[[ Data provided open ]]

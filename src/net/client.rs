// Copyright (c) 2025, Jason Jenkins
// SPDX-License-Identifier: BSD-3-Clause

//! Backend API client.
//!
//! Thin blocking HTTP wrapper over the Drizz store. Callers run it on a
//! background thread and report the outcome over a channel; failures are
//! surfaced once and never retried, and they never touch local
//! annotation state. Timeouts ride on the transport defaults.

use crate::error::DrizzError;
use crate::io::export::AnnotationPayload;
use crate::models::project::ProjectSummary;
use serde::{Deserialize, Serialize};

const DEFAULT_BASE_URL: &str = "http://localhost:8000";

pub struct ApiClient {
    base_url: String,
    http: reqwest::blocking::Client,
}

#[derive(Debug, Serialize)]
struct SaveRequest<'a> {
    project_id: &'a str,
    annotations: &'a AnnotationPayload,
}

#[derive(Debug, Deserialize)]
pub struct SaveResponse {
    pub success: bool,
    #[serde(default)]
    pub message: String,
    #[serde(default)]
    pub annotation_short_id: String,
}

#[derive(Debug, Deserialize)]
struct ListResponse {
    success: bool,
    #[serde(default)]
    projects: Vec<ProjectSummary>,
}

#[derive(Debug, Deserialize)]
pub struct SavedAnnotations {
    pub success: bool,
    #[serde(default)]
    pub annotations: Option<AnnotationPayload>,
    #[serde(default)]
    pub message: String,
}

impl ApiClient {
    pub fn new(base_url: impl Into<String>) -> Self {
        let base_url = base_url.into().trim_end_matches('/').to_string();
        Self {
            base_url,
            http: reqwest::blocking::Client::new(),
        }
    }

    /// Base URL from `DRIZZ_API_URL`, falling back to localhost.
    pub fn from_env() -> Self {
        let base = std::env::var("DRIZZ_API_URL").unwrap_or_else(|_| DEFAULT_BASE_URL.to_string());
        Self::new(base)
    }

    pub fn endpoint(&self, path: &str) -> String {
        format!("{}/{}", self.base_url, path.trim_start_matches('/'))
    }

    /// Persist a curated selection keyed by project id. The backend
    /// upserts one annotation record per project.
    pub fn save_annotations(
        &self,
        project_id: &str,
        payload: &AnnotationPayload,
    ) -> Result<SaveResponse, DrizzError> {
        let request = SaveRequest {
            project_id,
            annotations: payload,
        };
        let response = self
            .http
            .post(self.endpoint("api/save-annotations"))
            .json(&request)
            .send()?;
        let response = check_status(response)?;
        let body: SaveResponse = response.json()?;
        if !body.success {
            return Err(DrizzError::Network(format!(
                "save rejected: {}",
                body.message
            )));
        }
        Ok(body)
    }

    pub fn list_projects(&self) -> Result<Vec<ProjectSummary>, DrizzError> {
        let response = self.http.get(self.endpoint("api/list-projects")).send()?;
        let response = check_status(response)?;
        let body: ListResponse = response.json()?;
        if !body.success {
            return Err(DrizzError::Network("project listing failed".to_string()));
        }
        Ok(body.projects)
    }

    pub fn get_saved_annotations(&self, project_id: &str) -> Result<SavedAnnotations, DrizzError> {
        let response = self
            .http
            .get(self.endpoint(&format!("api/get-saved-annotations/{}", project_id)))
            .send()?;
        let response = check_status(response)?;
        Ok(response.json()?)
    }
}

fn check_status(
    response: reqwest::blocking::Response,
) -> Result<reqwest::blocking::Response, DrizzError> {
    if !response.status().is_success() {
        return Err(DrizzError::Network(format!(
            "server returned {}",
            response.status()
        )));
    }
    Ok(response)
}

[[ Data provided closed ]]

All lines from the one containing "pub fn get_saved_annotations(&self, project_id: &str)" to the end of the records, both ends included, should be printed exactly and on their own.

    pub fn get_saved_annotations(&self, project_id: &str) -> Result<SavedAnnotations, DrizzError> {
        let response = self
            .http
            .get(self.endpoint(&format!("api/get-saved-annotations/{}", project_id)))
            .send()?;
        let response = check_status(response)?;
        Ok(response.json()?)
    }
}

fn check_status(
    response: reqwest::blocking::Response,
) -> Result<reqwest::blocking::Response, DrizzError> {
    if !response.status().is_success() {
        return Err(DrizzError::Network(format!(
            "server returned {}",
            response.status()
        )));
    }
    Ok(response)
}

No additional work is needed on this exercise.